// Copyright 2021 Google LLC
//
// Licensed under the Apache License, Version 2.0 (the "License");
// you may not use this file except in compliance with the License.
// You may obtain a copy of the License at
//
//      http://www.apache.org/licenses/LICENSE-2.0
//
// Unless required by applicable law or agreed to in writing, software
// distributed under the License is distributed on an "AS IS" BASIS,
// WITHOUT WARRANTIES OR CONDITIONS OF ANY KIND, either express or implied.
// See the License for the specific language governing permissions and
// limitations under the License.
//
////////////////////////////////////////////////////////////////////////////////

use super::*;
use crate::{
    util::{b64_decode, expect_err},
    Header, JwkBuilder,
};

#[test]
fn test_manager_first_registration_wins() {
    struct Named(&'static str, &'static str);
    impl Algorithm for Named {
        fn name(&self) -> &str {
            self.0
        }
    }
    impl SignatureAlgorithm for Named {
        fn sign(&self, _key: &Jwk, _data: &[u8]) -> Result<Vec<u8>> {
            Ok(self.1.as_bytes().to_vec())
        }
        fn verify(&self, _key: &Jwk, _data: &[u8], _signature: &[u8]) -> Result<bool> {
            Ok(false)
        }
    }

    let mut manager: AlgorithmManager<dyn SignatureAlgorithm> = AlgorithmManager::new();
    manager.add(Arc::new(Named("X1", "first")));
    manager.add(Arc::new(Named("X1", "second")));
    manager.add(Arc::new(Named("X2", "other")));

    assert_eq!(manager.names(), vec!["X1", "X2"]);
    let key = JwkBuilder::new_none_key().build();
    let got = manager.get("X1").unwrap().sign(&key, b"").unwrap();
    assert_eq!(got, b"first");

    manager.remove("X1");
    assert!(!manager.has("X1"));
    assert!(manager.has("X2"));
    assert!(manager.get("X1").is_none());
    expect_err(manager.require("X1").map(|_| ()), "AlgorithmNotFound");
}

#[test]
fn test_factory_create_scoped_manager() {
    let factory = signature_algorithm_factory();
    let manager = factory.create(&["HS256", "EdDSA"]).unwrap();
    assert_eq!(manager.names(), vec!["HS256", "EdDSA"]);
    assert!(!manager.has("HS512"));

    expect_err(
        factory.create(&["HS256", "RS256"]).map(|_| ()),
        "UnknownAlgorithm",
    );
}

#[test]
fn test_builtin_catalogs() {
    assert_eq!(
        signature_algorithm_factory().names(),
        vec!["none", "HS256", "HS384", "HS512", "EdDSA", "ES256"]
    );
    assert_eq!(
        key_management_algorithm_factory().names(),
        vec!["dir", "A128KW", "A192KW", "A256KW", "ECDH-ES"]
    );
    assert_eq!(
        content_encryption_algorithm_factory().names(),
        vec!["A128CBC-HS256", "A256CBC-HS512", "A128GCM", "A256GCM"]
    );
    assert_eq!(compression_algorithm_factory().names(), vec!["DEF"]);
}

#[test]
fn test_hs256_rfc7515_vector() {
    // RFC 7515 appendix A.1.
    let key = JwkBuilder::new_symmetric_key(
        &b64_decode(
            "AyM1SysPpbyDfgZld3umj1qzKObwVMkoqQ-EstJQLr_T-1qS0gZH75aKtMN3Yj0iPS4hcgUuTwjAzZr1Z9CAow",
            "test",
        )
        .unwrap(),
    )
    .build();
    let signing_input = concat!(
        "eyJ0eXAiOiJKV1QiLA0KICJhbGciOiJIUzI1NiJ9",
        ".",
        "eyJpc3MiOiJqb2UiLA0KICJleHAiOjEzMDA4MTkzODAsDQogImh0dHA6Ly9leGFt",
        "cGxlLmNvbS9pc19yb290Ijp0cnVlfQ"
    );

    let signature = Hs256.sign(&key, signing_input.as_bytes()).unwrap();
    assert_eq!(
        crate::util::b64_encode(&signature),
        "dBjftJeZ4CVP-mB92K27uhbUJU1p1r_wW1gFWFOEjXk"
    );
    assert!(Hs256
        .verify(&key, signing_input.as_bytes(), &signature)
        .unwrap());
    assert!(!Hs256
        .verify(&key, b"something else", &signature)
        .unwrap());
}

#[test]
fn test_hmac_key_requirements() {
    let short = JwkBuilder::generate_symmetric_key(16).build();
    expect_err(Hs256.sign(&short, b"data"), "too short");

    let wrong_type = JwkBuilder::new_none_key().build();
    expect_err(Hs256.sign(&wrong_type, b"data"), "expected a key of type");

    let key = JwkBuilder::generate_symmetric_key(64).build();
    let sig = Hs512.sign(&key, b"data").unwrap();
    assert!(Hs512.verify(&key, b"data", &sig).unwrap());
    assert!(!Hs512.verify(&key, b"data", &sig[..sig.len() - 1]).unwrap());
}

#[test]
fn test_none_algorithm() {
    let key = JwkBuilder::new_none_key().build();
    let sig = NoneAlgorithm.sign(&key, b"payload").unwrap();
    assert!(sig.is_empty());
    assert!(NoneAlgorithm.verify(&key, b"payload", &sig).unwrap());
    assert!(!NoneAlgorithm.verify(&key, b"payload", b"junk").unwrap());

    let real_key = JwkBuilder::generate_symmetric_key(32).build();
    expect_err(
        NoneAlgorithm.sign(&real_key, b"payload"),
        "expected a key of type",
    );
}

#[test]
fn test_ed25519_round_trip() {
    let key = JwkBuilder::generate_okp_key("Ed25519").unwrap().build();
    let sig = Ed25519.sign(&key, b"message").unwrap();
    assert_eq!(sig.len(), 64);
    assert!(Ed25519.verify(&key, b"message", &sig).unwrap());
    assert!(!Ed25519.verify(&key, b"other message", &sig).unwrap());
    assert!(!Ed25519.verify(&key, b"message", &sig[..60]).unwrap());

    let x25519 = JwkBuilder::generate_okp_key("X25519").unwrap().build();
    expect_err(Ed25519.sign(&x25519, b"message"), "Ed25519");
}

#[test]
fn test_es256_round_trip() {
    let key = JwkBuilder::generate_ec_key("P-256").unwrap().build();
    let sig = Es256.sign(&key, b"message").unwrap();
    assert_eq!(sig.len(), 64);
    assert!(Es256.verify(&key, b"message", &sig).unwrap());
    assert!(!Es256.verify(&key, b"other message", &sig).unwrap());

    let other = JwkBuilder::generate_ec_key("P-256").unwrap().build();
    assert!(!Es256.verify(&other, b"message", &sig).unwrap());
}

#[test]
fn test_dir_uses_key_as_cek() {
    let key = JwkBuilder::generate_symmetric_key(16).build();
    let mut header = Header::default();
    let cek = Dir.derive_cek(&key, &A128Gcm, &mut header).unwrap();
    assert_eq!(cek, key.bytes_param("k").unwrap());

    let unwrapped = Dir.unwrap_cek(&key, b"", &A128Gcm, &header.to_map()).unwrap();
    assert_eq!(unwrapped, cek);

    expect_err(
        Dir.unwrap_cek(&key, b"bogus", &A128Gcm, &header.to_map()),
        "no encrypted key",
    );
    // A 16-byte key cannot serve a 32-byte CEK.
    expect_err(
        Dir.derive_cek(&key, &A128CbcHs256, &mut header),
        "wrong key size",
    );
}

#[test]
fn test_a128kw_rfc3394_vector() {
    // RFC 3394 section 4.1.
    let kek = JwkBuilder::new_symmetric_key(
        &hex::decode("000102030405060708090a0b0c0d0e0f").unwrap(),
    )
    .build();
    let cek = hex::decode("00112233445566778899aabbccddeeff").unwrap();

    let mut header = Header::default();
    let wrapped = A128Kw.wrap_cek(&kek, &cek, &mut header).unwrap();
    assert_eq!(
        hex::encode(&wrapped),
        "1fa68b0a8112b447aef34bd8fb5a7b829d3e862371d2cfe5"
    );

    let unwrapped = A128Kw
        .unwrap_cek(&kek, &wrapped, &A128Gcm, &header.to_map())
        .unwrap();
    assert_eq!(unwrapped, cek);

    let mut tampered = wrapped;
    tampered[0] ^= 0x01;
    expect_err(
        A128Kw.unwrap_cek(&kek, &tampered, &A128Gcm, &header.to_map()),
        "unwrap failed",
    );
}

#[test]
fn test_aes_kw_key_size() {
    let kek = JwkBuilder::generate_symmetric_key(16).build();
    expect_err(
        A256Kw.wrap_cek(&kek, &[0u8; 32], &mut Header::default()),
        "wrong key size",
    );
}

#[test]
fn test_concat_kdf_rfc7518_vector() {
    // RFC 7518 appendix C.
    let z = [
        158, 86, 217, 29, 129, 113, 53, 211, 114, 131, 66, 131, 191, 132, 38, 156, 251, 49, 110,
        163, 218, 128, 106, 72, 246, 218, 167, 121, 140, 254, 144, 196,
    ];
    let derived = keymgmt::concat_kdf(&z, "A128GCM", b"Alice", b"Bob", 16);
    assert_eq!(crate::util::b64_encode(&derived), "VqqN6vgjbSBcIijNcacQGg");
}

#[test]
fn test_ecdh_es_agreement_round_trip() {
    let key = JwkBuilder::generate_okp_key("X25519").unwrap().build();

    let mut header = Header::default();
    header
        .set_parameter("apu", serde_json::json!("QWxpY2U"))
        .unwrap();
    let cek = EcdhEs.derive_cek(&key, &A256Gcm, &mut header).unwrap();
    assert_eq!(cek.len(), 32);
    assert!(header.rest.contains_key("epk"));

    let unwrapped = EcdhEs
        .unwrap_cek(&key, b"", &A256Gcm, &header.to_map())
        .unwrap();
    assert_eq!(unwrapped, cek);

    // Missing epk makes the agreement impossible.
    expect_err(
        EcdhEs.unwrap_cek(&key, b"", &A256Gcm, &Map::new()),
        "epk",
    );
    expect_err(
        EcdhEs.unwrap_cek(&key, b"bogus", &A256Gcm, &header.to_map()),
        "no encrypted key",
    );
}

#[test]
fn test_cbc_hmac_round_trip_and_tamper() {
    for enc in [
        &A128CbcHs256 as &dyn ContentEncryptionAlgorithm,
        &A256CbcHs512,
    ] {
        let cek = crate::util::random_bytes(enc.cek_size());
        let iv = crate::util::random_bytes(enc.iv_size());
        let (ciphertext, tag) = enc.encrypt(&cek, &iv, b"aad", b"hello world").unwrap();

        let plaintext = enc.decrypt(&cek, &iv, b"aad", &ciphertext, &tag).unwrap();
        assert_eq!(plaintext, b"hello world");

        expect_err(
            enc.decrypt(&cek, &iv, b"other aad", &ciphertext, &tag),
            "DecryptionFailed",
        );
        let mut bad = ciphertext.clone();
        bad[0] ^= 0x01;
        expect_err(enc.decrypt(&cek, &iv, b"aad", &bad, &tag), "DecryptionFailed");
        expect_err(
            enc.decrypt(&cek[1..], &iv, b"aad", &ciphertext, &tag),
            "wrong CEK size",
        );
    }
}

#[test]
fn test_gcm_round_trip_and_tamper() {
    for enc in [&A128Gcm as &dyn ContentEncryptionAlgorithm, &A256Gcm] {
        let cek = crate::util::random_bytes(enc.cek_size());
        let iv = crate::util::random_bytes(enc.iv_size());
        let (ciphertext, tag) = enc.encrypt(&cek, &iv, b"aad", b"hello world").unwrap();
        assert_eq!(tag.len(), 16);

        let plaintext = enc.decrypt(&cek, &iv, b"aad", &ciphertext, &tag).unwrap();
        assert_eq!(plaintext, b"hello world");

        let mut bad = tag.clone();
        bad[0] ^= 0x01;
        expect_err(
            enc.decrypt(&cek, &iv, b"aad", &ciphertext, &bad),
            "DecryptionFailed",
        );
    }
}

#[test]
fn test_deflate_round_trip() {
    let data = b"to be compressed, to be compressed, to be compressed".repeat(10);
    let compressed = Deflate.compress(&data).unwrap();
    assert!(compressed.len() < data.len());
    assert_eq!(Deflate.decompress(&compressed).unwrap(), data);

    expect_err(Deflate.decompress(&[0xff; 4]), "CompressionFailed");
}
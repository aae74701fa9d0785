// Copyright 2021 Google LLC
//
// Licensed under the Apache License, Version 2.0 (the "License");
// you may not use this file except in compliance with the License.
// You may obtain a copy of the License at
//
//      http://www.apache.org/licenses/LICENSE-2.0
//
// Unless required by applicable law or agreed to in writing, software
// distributed under the License is distributed on an "AS IS" BASIS,
// WITHOUT WARRANTIES OR CONDITIONS OF ANY KIND, either express or implied.
// See the License for the specific language governing permissions and
// limitations under the License.
//
////////////////////////////////////////////////////////////////////////////////

//! Set of types for supporting [JSON Object Signing and Encryption (JOSE)][JOSE].
//!
//! Builds on the [`serde_json`](https://docs.rs/serde_json) crate for
//! underlying JSON support, and on external primitive crates for the actual
//! cryptography; this crate covers the object model and its transformation
//! pipelines.
//!
//! ## Usage
//!
//! ```
//! use jose::{
//!     jwa::signature_algorithm_factory, HeaderBuilder, Jws, JwsBuilder, JwsVerifier,
//!     JwkBuilder,
//! };
//!
//! // Build the algorithm catalog once and scope a manager to what this
//! // application actually uses.
//! let factory = signature_algorithm_factory();
//! let algorithms = factory.create(&["HS256"]).unwrap();
//!
//! // A fresh symmetric key.
//! let key = JwkBuilder::generate_symmetric_key(32).key_id("key-1").build();
//!
//! // Sign a payload.
//! let jws = JwsBuilder::new(&algorithms)
//!     .payload(*b"This is the content")
//!     .add_signature(
//!         &key,
//!         HeaderBuilder::new().alg("HS256".to_owned()).build(),
//!         jose::Header::default(),
//!     )
//!     .unwrap()
//!     .build();
//!
//! // Serialize to the compact wire form.
//! let token = jws.to_compact().unwrap();
//! println!("token: {token}");
//!
//! // At the receiving end, parse and verify.
//! let received = Jws::from_compact(&token).unwrap();
//! let verifier = JwsVerifier::new(&algorithms);
//! assert!(verifier.verify(&received, &key, 0).is_ok());
//! assert_eq!(received.payload, b"This is the content");
//!
//! // A different key won't verify.
//! let other_key = JwkBuilder::generate_symmetric_key(32).build();
//! assert!(verifier.verify(&received, &other_key, 0).is_err());
//! ```
//!
//! [JOSE]: https://datatracker.ietf.org/doc/html/rfc7515

#![deny(rustdoc::broken_intra_doc_links)]

#[macro_use]
pub(crate) mod util;
pub use util::{b64_decode, b64_encode};

pub mod jwa;

mod checker;
pub use checker::*;
mod common;
pub use common::*;
mod encrypt;
pub use encrypt::*;
mod header;
pub use header::*;
mod key;
pub use key::*;
mod sign;
pub use sign::*;
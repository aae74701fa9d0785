// Copyright 2021 Google LLC
//
// Licensed under the Apache License, Version 2.0 (the "License");
// you may not use this file except in compliance with the License.
// You may obtain a copy of the License at
//
//      http://www.apache.org/licenses/LICENSE-2.0
//
// Unless required by applicable law or agreed to in writing, software
// distributed under the License is distributed on an "AS IS" BASIS,
// WITHOUT WARRANTIES OR CONDITIONS OF ANY KIND, either express or implied.
// See the License for the specific language governing permissions and
// limitations under the License.
//
////////////////////////////////////////////////////////////////////////////////

use super::*;
use serde_json::json;

#[test]
fn test_b64_round_trip() {
    // RFC 7515 appendix C examples.
    assert_eq!(b64_encode([3, 236, 255, 224, 193]), "A-z_4ME");
    assert_eq!(b64_decode("A-z_4ME", "test").unwrap(), vec![3, 236, 255, 224, 193]);
    assert_eq!(b64_encode(b""), "");
    assert_eq!(b64_decode("", "test").unwrap(), Vec::<u8>::new());
}

#[test]
fn test_b64_decode_rejects_malformed() {
    for bad in ["!!!", "A-z_4ME=", "a b"] {
        let err = b64_decode(bad, "some segment").unwrap_err();
        expect_err(Err::<(), _>(err), "some segment");
    }
}

#[test]
fn test_random_bytes() {
    let a = random_bytes(32);
    let b = random_bytes(32);
    assert_eq!(a.len(), 32);
    assert_ne!(a, b);
    assert!(random_bytes(0).is_empty());
}

#[test]
fn test_value_try_as() {
    assert_eq!(json!("text").try_as_str("seg").unwrap(), "text");
    expect_err(json!(42).try_as_str("seg"), "expected string");

    assert_eq!(json!([1, 2]).try_as_array("seg").unwrap().len(), 2);
    expect_err(json!("nope").try_as_array("seg"), "expected array");

    assert!(json!({"a": 1}).try_as_object("seg").unwrap().contains_key("a"));
    expect_err(json!([1]).try_as_object("seg"), "expected object");

    assert_eq!(json!("aGk").try_as_b64_bytes("seg").unwrap(), b"hi");
    expect_err(json!("!*").try_as_b64_bytes("seg"), "invalid base64url");
    expect_err(json!(42).try_as_b64_bytes("seg"), "expected string");
}
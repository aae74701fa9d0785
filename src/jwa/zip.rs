// Copyright 2021 Google LLC
//
// Licensed under the Apache License, Version 2.0 (the "License");
// you may not use this file except in compliance with the License.
// You may obtain a copy of the License at
//
//      http://www.apache.org/licenses/LICENSE-2.0
//
// Unless required by applicable law or agreed to in writing, software
// distributed under the License is distributed on an "AS IS" BASIS,
// WITHOUT WARRANTIES OR CONDITIONS OF ANY KIND, either express or implied.
// See the License for the specific language governing permissions and
// limitations under the License.
//
////////////////////////////////////////////////////////////////////////////////

//! Built-in compression algorithms (RFC 7516 section 4.1.3).

use super::{Algorithm, CompressionAlgorithm};
use crate::{JoseError, Result};
use flate2::read::{DeflateDecoder, DeflateEncoder};
use std::io::Read;

/// Raw DEFLATE payload compression (`DEF`).
pub struct Deflate;

impl Algorithm for Deflate {
    fn name(&self) -> &str {
        "DEF"
    }
}

impl CompressionAlgorithm for Deflate {
    fn compress(&self, data: &[u8]) -> Result<Vec<u8>> {
        let mut compressed = Vec::new();
        DeflateEncoder::new(data, flate2::Compression::default())
            .read_to_end(&mut compressed)
            .map_err(|_| JoseError::CompressionFailed)?;
        Ok(compressed)
    }

    fn decompress(&self, data: &[u8]) -> Result<Vec<u8>> {
        let mut decompressed = Vec::new();
        DeflateDecoder::new(data)
            .read_to_end(&mut decompressed)
            .map_err(|_| JoseError::CompressionFailed)?;
        Ok(decompressed)
    }
}
// Copyright 2021 Google LLC
//
// Licensed under the Apache License, Version 2.0 (the "License");
// you may not use this file except in compliance with the License.
// You may obtain a copy of the License at
//
//      http://www.apache.org/licenses/LICENSE-2.0
//
// Unless required by applicable law or agreed to in writing, software
// distributed under the License is distributed on an "AS IS" BASIS,
// WITHOUT WARRANTIES OR CONDITIONS OF ANY KIND, either express or implied.
// See the License for the specific language governing permissions and
// limitations under the License.
//
////////////////////////////////////////////////////////////////////////////////

//! Claim and header validation, run over the claims and headers recovered
//! from a verified or decrypted object.

use crate::{util::ValueTryAs, JoseError, Result};
use serde_json::{Map, Value};
use std::time::{SystemTime, UNIX_EPOCH};


/// A stateless predicate over one claim value.
pub trait ClaimChecker {
    /// The claim this checker covers.
    fn supported_claim(&self) -> &str;

    /// Check the claim value, failing with a [`JoseError::CheckFailed`]
    /// naming the claim on violation.
    fn check_claim(&self, value: &Value) -> Result<()>;
}

/// A stateless predicate over one header parameter value.
pub trait HeaderChecker {
    /// The header parameter this checker covers.
    fn supported_header(&self) -> &str;

    /// Check the header value, failing with a [`JoseError::CheckFailed`]
    /// naming the header on violation.
    fn check_header(&self, value: &Value) -> Result<()>;
}

/// Seconds since the epoch, saturating at zero on a misconfigured clock.
fn now() -> u64 {
    SystemTime::now()
        .duration_since(UNIX_EPOCH)
        .unwrap_or_default()
        .as_secs()
}

/// Interpret a claim value as a NumericDate (RFC 7519 section 2).
///
/// Fractional seconds truncate toward zero and negative dates clamp to the
/// epoch; non-numeric values are a check failure.
fn numeric_date(value: &Value, claim: &str) -> Result<u64> {
    value
        .as_u64()
        .or_else(|| value.as_f64().map(|f| f as u64))
        .ok_or_else(|| JoseError::claim_check(claim, "expected numeric date"))
}

/// Checker for the `exp` claim: the object must not have expired, allowing
/// for clock drift.
pub struct ExpirationTimeChecker {
    allowed_drift: u64,
}

impl ExpirationTimeChecker {
    /// Constructor, tolerating `allowed_drift` seconds of clock skew.
    pub fn new(allowed_drift: u64) -> Self {
        ExpirationTimeChecker { allowed_drift }
    }
}

impl ClaimChecker for ExpirationTimeChecker {
    fn supported_claim(&self) -> &str {
        "exp"
    }

    fn check_claim(&self, value: &Value) -> Result<()> {
        let exp = numeric_date(value, "exp")?;
        if exp.saturating_add(self.allowed_drift) < now() {
            return Err(JoseError::claim_check("exp", "expired"));
        }
        Ok(())
    }
}

/// Checker for the `nbf` claim: the object must already be valid, allowing
/// for clock drift.
pub struct NotBeforeChecker {
    allowed_drift: u64,
}

impl NotBeforeChecker {
    /// Constructor, tolerating `allowed_drift` seconds of clock skew.
    pub fn new(allowed_drift: u64) -> Self {
        NotBeforeChecker { allowed_drift }
    }
}

impl ClaimChecker for NotBeforeChecker {
    fn supported_claim(&self) -> &str {
        "nbf"
    }

    fn check_claim(&self, value: &Value) -> Result<()> {
        let nbf = numeric_date(value, "nbf")?;
        if nbf > now().saturating_add(self.allowed_drift) {
            return Err(JoseError::claim_check("nbf", "not yet valid"));
        }
        Ok(())
    }
}

/// Checker for the `iat` claim: the object must not claim to have been
/// issued in the future, allowing for clock drift.
pub struct IssuedAtChecker {
    allowed_drift: u64,
}

impl IssuedAtChecker {
    /// Constructor, tolerating `allowed_drift` seconds of clock skew.
    pub fn new(allowed_drift: u64) -> Self {
        IssuedAtChecker { allowed_drift }
    }
}

impl ClaimChecker for IssuedAtChecker {
    fn supported_claim(&self) -> &str {
        "iat"
    }

    fn check_claim(&self, value: &Value) -> Result<()> {
        let iat = numeric_date(value, "iat")?;
        if iat > now().saturating_add(self.allowed_drift) {
            return Err(JoseError::claim_check("iat", "issued in the future"));
        }
        Ok(())
    }
}

/// Checker for the `aud` claim: the configured audience must equal the
/// claim value, or be listed when the claim is an array.
pub struct AudienceChecker {
    audience: String,
}

impl AudienceChecker {
    /// Constructor for the expected `audience`.
    pub fn new(audience: impl Into<String>) -> Self {
        AudienceChecker {
            audience: audience.into(),
        }
    }
}

impl ClaimChecker for AudienceChecker {
    fn supported_claim(&self) -> &str {
        "aud"
    }

    fn check_claim(&self, value: &Value) -> Result<()> {
        let matched = match value {
            Value::String(s) => *s == self.audience,
            Value::Array(entries) => entries
                .iter()
                .any(|v| v.as_str() == Some(self.audience.as_str())),
            _ => false,
        };
        if !matched {
            return Err(JoseError::claim_check("aud", "audience mismatch"));
        }
        Ok(())
    }
}

/// An ordered chain of header and claim checkers.
///
/// Header checkers run first, starting with the built-in critical-header
/// coverage check; claim checkers follow. The first violation aborts the
/// whole check.
#[derive(Default)]
pub struct CheckerManager {
    claim_checkers: Vec<Box<dyn ClaimChecker>>,
    header_checkers: Vec<Box<dyn HeaderChecker>>,
}

impl CheckerManager {
    /// Create an empty manager. An empty manager still enforces `crit`
    /// coverage: any critical header name fails it.
    pub fn new() -> Self {
        Self::default()
    }

    /// Append a claim checker to the chain.
    pub fn add_claim_checker(&mut self, checker: impl ClaimChecker + 'static) {
        self.claim_checkers.push(Box::new(checker));
    }

    /// Append a header checker to the chain.
    pub fn add_header_checker(&mut self, checker: impl HeaderChecker + 'static) {
        self.header_checkers.push(Box::new(checker));
    }

    /// Run the header checkers over a merged header map.
    ///
    /// Every name listed in `crit` must be covered by a registered header
    /// checker; uncovered names fail with
    /// [`JoseError::UncoveredCriticalHeader`].
    pub fn check_headers(&self, headers: &Map<String, Value>) -> Result<()> {
        if let Some(crit) = headers.get("crit") {
            for name in crit.try_as_array("header parameter \"crit\"")? {
                let name = name.try_as_str("header parameter \"crit\"")?;
                if !self
                    .header_checkers
                    .iter()
                    .any(|c| c.supported_header() == name)
                {
                    tracing::debug!(header = name, "critical header not understood");
                    return Err(JoseError::UncoveredCriticalHeader(name.to_owned()));
                }
            }
        }
        for checker in &self.header_checkers {
            if let Some(value) = headers.get(checker.supported_header()) {
                if let Err(e) = checker.check_header(value) {
                    tracing::debug!(header = checker.supported_header(), "header check failed");
                    return Err(e);
                }
            }
        }
        Ok(())
    }

    /// Run the claim checkers over a decoded claims map, additionally
    /// requiring every claim in `mandatory` to be present.
    pub fn check_claims(&self, claims: &Map<String, Value>, mandatory: &[&str]) -> Result<()> {
        for claim in mandatory {
            if !claims.contains_key(*claim) {
                return Err(JoseError::MissingMandatoryClaim((*claim).to_owned()));
            }
        }
        for checker in &self.claim_checkers {
            if let Some(value) = claims.get(checker.supported_claim()) {
                if let Err(e) = checker.check_claim(value) {
                    tracing::debug!(claim = checker.supported_claim(), "claim check failed");
                    return Err(e);
                }
            }
        }
        Ok(())
    }

    /// Run the full chain: headers first, then claims.
    pub fn check(
        &self,
        headers: &Map<String, Value>,
        claims: &Map<String, Value>,
        mandatory: &[&str],
    ) -> Result<()> {
        self.check_headers(headers)?;
        self.check_claims(claims, mandatory)
    }
}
● ● ● ● ● ● ●
* [Required work]: From the entries above, copy each line that holds "payload".

* [Response area]:
    let sig = NoneAlgorithm.sign(&key, b"payload").unwrap();
    assert!(NoneAlgorithm.verify(&key, b"payload", &sig).unwrap());
    assert!(!NoneAlgorithm.verify(&key, b"payload", b"junk").unwrap());
        NoneAlgorithm.sign(&real_key, b"payload"),
//! // Sign a payload.
//!     .payload(*b"This is the content")
//! assert_eq!(received.payload, b"This is the content");
/// Raw DEFLATE payload compression (`DEF`).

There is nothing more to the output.